Task instructions: Where in the data does the word "curriculum" appear? Find those lines and copy them.

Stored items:

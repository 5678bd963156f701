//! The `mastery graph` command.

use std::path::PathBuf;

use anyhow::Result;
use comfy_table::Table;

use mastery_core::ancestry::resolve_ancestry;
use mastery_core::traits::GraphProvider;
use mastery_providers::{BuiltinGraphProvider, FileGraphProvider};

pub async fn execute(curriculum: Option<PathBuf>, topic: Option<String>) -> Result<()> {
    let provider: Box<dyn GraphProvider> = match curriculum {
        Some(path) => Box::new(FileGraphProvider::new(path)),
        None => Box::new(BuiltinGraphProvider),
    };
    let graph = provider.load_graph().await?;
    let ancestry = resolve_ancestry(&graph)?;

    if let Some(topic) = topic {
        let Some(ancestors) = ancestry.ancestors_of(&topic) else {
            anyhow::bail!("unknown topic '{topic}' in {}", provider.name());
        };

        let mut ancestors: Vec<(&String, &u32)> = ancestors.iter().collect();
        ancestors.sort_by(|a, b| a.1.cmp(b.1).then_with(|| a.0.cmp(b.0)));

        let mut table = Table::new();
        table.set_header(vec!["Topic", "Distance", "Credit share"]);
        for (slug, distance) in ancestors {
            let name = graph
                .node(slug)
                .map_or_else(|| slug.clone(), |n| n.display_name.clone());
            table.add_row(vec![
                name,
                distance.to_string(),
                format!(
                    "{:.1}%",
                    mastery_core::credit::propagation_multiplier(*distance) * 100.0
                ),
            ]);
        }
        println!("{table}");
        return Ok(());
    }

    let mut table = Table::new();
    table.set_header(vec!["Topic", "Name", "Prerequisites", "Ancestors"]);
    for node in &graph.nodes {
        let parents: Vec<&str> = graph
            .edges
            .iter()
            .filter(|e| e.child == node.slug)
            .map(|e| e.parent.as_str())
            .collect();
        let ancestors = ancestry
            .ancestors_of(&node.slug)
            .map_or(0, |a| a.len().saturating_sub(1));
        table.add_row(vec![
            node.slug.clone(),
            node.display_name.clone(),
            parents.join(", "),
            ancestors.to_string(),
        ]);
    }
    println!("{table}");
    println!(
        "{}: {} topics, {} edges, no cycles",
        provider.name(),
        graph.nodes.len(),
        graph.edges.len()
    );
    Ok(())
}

Task result:
pub async fn execute(curriculum: Option<PathBuf>, topic: Option<String>) -> Result<()> {
    let provider: Box<dyn GraphProvider> = match curriculum {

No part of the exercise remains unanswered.